皆さんこんにちは
7月に入って暑さが増して夏を感じるようになりましたね。
夏に気を付けたい事の1つに食中毒があると思いますが、今回は食中毒の原因でもある微生物の話です。
微生物と一言に言っても細菌、真菌、ウイルスの違いをご存知でしょうか?
それぞれの特徴を知ってもらえればと思います。
まず細菌から
大きさ:1~10μm
構造:細胞壁、細胞膜、DNA
増え方:栄養があるところで細胞分裂する
ヒトへの影響:毒素を出して病気を引き起こす
細菌は細胞の形をしていますが、DNAが膜に包まれていない原核生物です。
治療は細胞の壁を壊したり膜を壊す作用のある抗菌薬が有効ですが、薬に耐性を持つ薬剤耐性菌が問題となっています。
次に真菌(カビ)です
大きさ:3~40μmで赤血球と同じくらいですが、菌糸というもので長くなる事もあります
構造:細胞壁、細胞膜、核膜があり核膜の中にDNAがある真核生物です。ヒトも同じ構造です。
増え方:ヒトの細胞に定着して増える
ヒトへの影響:主に痒みなどの皮フ症状
真菌には抗真菌薬での治療が一般的です。
最後にウイルスです。
大きさ:約0.1μm
構造:DNAやRNAが蛋白質の殻に入った構造で細胞の構造ではありません。
増え方:生きている細胞に寄生して増える
ヒトへの影響:ウイルスに感染した細胞が機能不全となり、免疫不全などを起こす
ウイルスにも抗ウイルス薬が使われる場合があります。
このようにそれぞれ構造や増え方などに違いがあります。
検査での違いについては、細菌と真菌は普通の顕微鏡で見えますが、ウイルスは電子顕微鏡と言う特殊な顕微鏡でしか見えません。

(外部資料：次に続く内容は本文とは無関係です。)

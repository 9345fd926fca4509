//! Session binder: maps an opaque session id to the identity record it is
//! signed in as. Expiry lives in the session store (TTL on each row); the
//! binder only reads live bindings.

use base64::{engine::general_purpose::URL_SAFE_NO_PAD, Engine as _};
use rand::RngCore;
use std::sync::Arc;

use crate::db::Database;
use crate::error::StoreResult;
use crate::models::{IdentityRecord, Session};

pub struct SessionBinder {
    db: Arc<Database>,
    ttl: chrono::Duration,
}

impl SessionBinder {
    pub fn new(db: Arc<Database>, ttl: chrono::Duration) -> Self {
        Self { db, ttl }
    }

    /// Fresh 256-bit session id, URL-safe
    pub fn new_session_id() -> String {
        let mut bytes = [0u8; 32];
        rand::thread_rng().fill_bytes(&mut bytes);
        URL_SAFE_NO_PAD.encode(bytes)
    }

    /// Point `session_id` at `record` (replacing any previous binding)
    pub fn bind(&self, session_id: &str, record: &IdentityRecord) -> StoreResult<Session> {
        let session = self.db.upsert_session(session_id, &record.id, self.ttl)?;
        log::debug!("Bound session to identity {}", record.id);
        Ok(session)
    }

    /// The record bound to `session_id`; `None` means anonymous
    pub fn resolve_session(&self, session_id: &str) -> StoreResult<Option<IdentityRecord>> {
        self.db.get_identity_for_session(session_id)
    }

    pub fn unbind(&self, session_id: &str) -> StoreResult<()> {
        if let Some(session) = self.db.get_session(session_id)? {
            log::info!("Identity {} signed out", session.identity_id);
        }
        if self.db.delete_session(session_id)? {
            log::debug!("Unbound session");
        }
        Ok(())
    }
}
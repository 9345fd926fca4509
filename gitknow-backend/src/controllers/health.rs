use actix_web::{web, HttpResponse, Responder};

use crate::AppState;

/// Version from Cargo.toml, available at compile time
pub const VERSION: &str = env!("CARGO_PKG_VERSION");

pub fn config(cfg: &mut web::ServiceConfig) {
    cfg.service(web::resource("/api/health").route(web::get().to(health_check)));
    cfg.service(web::resource("/api/version").route(web::get().to(get_version)));
}

async fn health_check(state: web::Data<AppState>) -> impl Responder {
    match state.db.count_identities() {
        Ok(identities) => HttpResponse::Ok().json(serde_json::json!({
            "status": "ok",
            "version": VERSION,
            "identities": identities,
        })),
        Err(e) => {
            log::error!("Health check could not reach the store: {}", e);
            HttpResponse::ServiceUnavailable().json(serde_json::json!({
                "status": "degraded",
                "version": VERSION,
            }))
        }
    }
}

async fn get_version() -> impl Responder {
    HttpResponse::Ok().json(serde_json::json!({
        "version": VERSION
    }))
}
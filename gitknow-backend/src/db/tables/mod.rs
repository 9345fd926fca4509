//! Table modules - extend Database with domain-specific methods
//!
//! Each module adds `impl Database` blocks with methods for one table.

mod identities; // identity_records
mod sessions;   // sessions
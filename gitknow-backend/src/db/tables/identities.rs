//! Identity record database operations
//!
//! Lookups and writes take a plain `&Connection` so the link resolver can run
//! them inside one transaction; the `&self` methods lock for one-off reads.

use chrono::{DateTime, SecondsFormat, Utc};
use rusqlite::{Connection, OptionalExtension};
use uuid::Uuid;

use crate::error::StoreResult;
use crate::models::{IdentityRecord, LinkedAccount, Provider};
use super::super::Database;

const IDENTITY_COLUMNS: &str =
    "id, discord_json, github_json, twitter_json, created_at, updated_at";

/// Raw row before the JSON documents are decoded
struct IdentityRow {
    id: String,
    discord_json: Option<String>,
    github_json: Option<String>,
    twitter_json: Option<String>,
    created_at: String,
    updated_at: String,
}

impl Database {
    /// Identity records that have a sub-record for every provider in `required`
    pub fn list_identities_with(&self, required: &[Provider]) -> StoreResult<Vec<IdentityRecord>> {
        let conn = self.conn()?;

        let mut query = format!("SELECT {} FROM identity_records", IDENTITY_COLUMNS);
        let conditions: Vec<String> = required
            .iter()
            .map(|p| format!("{} IS NOT NULL", p.id_column()))
            .collect();
        if !conditions.is_empty() {
            query.push_str(" WHERE ");
            query.push_str(&conditions.join(" AND "));
        }

        let mut stmt = conn.prepare(&query)?;
        let rows = stmt
            .query_map([], Self::row_to_identity_row)?
            .collect::<rusqlite::Result<Vec<_>>>()?;

        rows.into_iter().map(Self::decode_identity).collect()
    }

    /// Count all identity records
    pub fn count_identities(&self) -> StoreResult<i64> {
        let conn = self.conn()?;
        let count = conn.query_row("SELECT COUNT(*) FROM identity_records", [], |row| row.get(0))?;
        Ok(count)
    }

    pub(crate) fn find_identity(conn: &Connection, id: &str) -> StoreResult<Option<IdentityRecord>> {
        let row = conn
            .query_row(
                &format!("SELECT {} FROM identity_records WHERE id = ?1", IDENTITY_COLUMNS),
                [id],
                Self::row_to_identity_row,
            )
            .optional()?;

        row.map(Self::decode_identity).transpose()
    }

    /// Find the record holding `provider_id` for `provider`.
    ///
    /// Several records can share a provider id when a link overwrote it; the
    /// most recently updated one wins.
    pub(crate) fn find_identity_by_provider(
        conn: &Connection,
        provider: Provider,
        provider_id: &str,
    ) -> StoreResult<Option<IdentityRecord>> {
        let row = conn
            .query_row(
                &format!(
                    "SELECT {} FROM identity_records WHERE {} = ?1 ORDER BY updated_at DESC LIMIT 1",
                    IDENTITY_COLUMNS,
                    provider.id_column()
                ),
                [provider_id],
                Self::row_to_identity_row,
            )
            .optional()?;

        row.map(Self::decode_identity).transpose()
    }

    /// Find a record other than `exclude_id` that also holds `provider_id`
    pub(crate) fn find_other_identity_by_provider(
        conn: &Connection,
        provider: Provider,
        provider_id: &str,
        exclude_id: &str,
    ) -> StoreResult<Option<IdentityRecord>> {
        let row = conn
            .query_row(
                &format!(
                    "SELECT {} FROM identity_records WHERE {} = ?1 AND id != ?2 ORDER BY updated_at DESC LIMIT 1",
                    IDENTITY_COLUMNS,
                    provider.id_column()
                ),
                [provider_id, exclude_id],
                Self::row_to_identity_row,
            )
            .optional()?;

        row.map(Self::decode_identity).transpose()
    }

    /// Create a record holding only `account`
    pub(crate) fn insert_identity(conn: &Connection, account: &LinkedAccount) -> StoreResult<IdentityRecord> {
        let id = Uuid::new_v4().to_string();
        let provider = account.provider();
        let now = timestamp_now();

        conn.execute(
            &format!(
                "INSERT INTO identity_records (id, {}, {}, created_at, updated_at) VALUES (?1, ?2, ?3, ?4, ?4)",
                provider.id_column(),
                provider.document_column()
            ),
            rusqlite::params![&id, account.provider_id(), account.to_document()?, &now],
        )?;

        Ok(Self::find_identity(conn, &id)?.ok_or(rusqlite::Error::QueryReturnedNoRows)?)
    }

    /// Write (or overwrite) one provider's sub-record, leaving the others untouched.
    /// Returns false when no record has `identity_id`.
    pub(crate) fn write_linked_account(
        conn: &Connection,
        identity_id: &str,
        account: &LinkedAccount,
    ) -> StoreResult<bool> {
        let provider = account.provider();
        let now = timestamp_now();

        let rows_affected = conn.execute(
            &format!(
                "UPDATE identity_records SET {} = ?1, {} = ?2, updated_at = ?3 WHERE id = ?4",
                provider.id_column(),
                provider.document_column()
            ),
            rusqlite::params![account.provider_id(), account.to_document()?, &now, identity_id],
        )?;

        Ok(rows_affected > 0)
    }

    fn row_to_identity_row(row: &rusqlite::Row) -> rusqlite::Result<IdentityRow> {
        Ok(IdentityRow {
            id: row.get(0)?,
            discord_json: row.get(1)?,
            github_json: row.get(2)?,
            twitter_json: row.get(3)?,
            created_at: row.get(4)?,
            updated_at: row.get(5)?,
        })
    }

    fn decode_identity(row: IdentityRow) -> StoreResult<IdentityRecord> {
        Ok(IdentityRecord {
            id: row.id,
            discord: row.discord_json.as_deref().map(|s| serde_json::from_str(s)).transpose()?,
            github: row.github_json.as_deref().map(|s| serde_json::from_str(s)).transpose()?,
            twitter: row.twitter_json.as_deref().map(|s| serde_json::from_str(s)).transpose()?,
            created_at: parse_timestamp(&row.created_at),
            updated_at: parse_timestamp(&row.updated_at),
        })
    }
}

/// Fixed-width UTC timestamps so `ORDER BY updated_at` sorts chronologically
fn timestamp_now() -> String {
    Utc::now().to_rfc3339_opts(SecondsFormat::Micros, true)
}

fn parse_timestamp(value: &str) -> DateTime<Utc> {
    DateTime::parse_from_rfc3339(value)
        .map(|dt| dt.with_timezone(&Utc))
        .unwrap_or_else(|_| Utc::now())
}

また、細菌と真菌は培養検査で増えますが、ウイルスはPCRでDNAやRNAを増やして存在を確認します。
増え方に関しては同じ細菌でも温度や酸素の有無により好みの環境が違ったりします。
深堀していくとキリがないので今回は一般的な違いをお話しました。
少し難しい話だったかもしれませんが、私も専門家ではないのでざっくりとした説明となりました。
暑さが厳しくなってきたので、食中毒にも熱中症にも気を付けて夏を乗り切りましょう。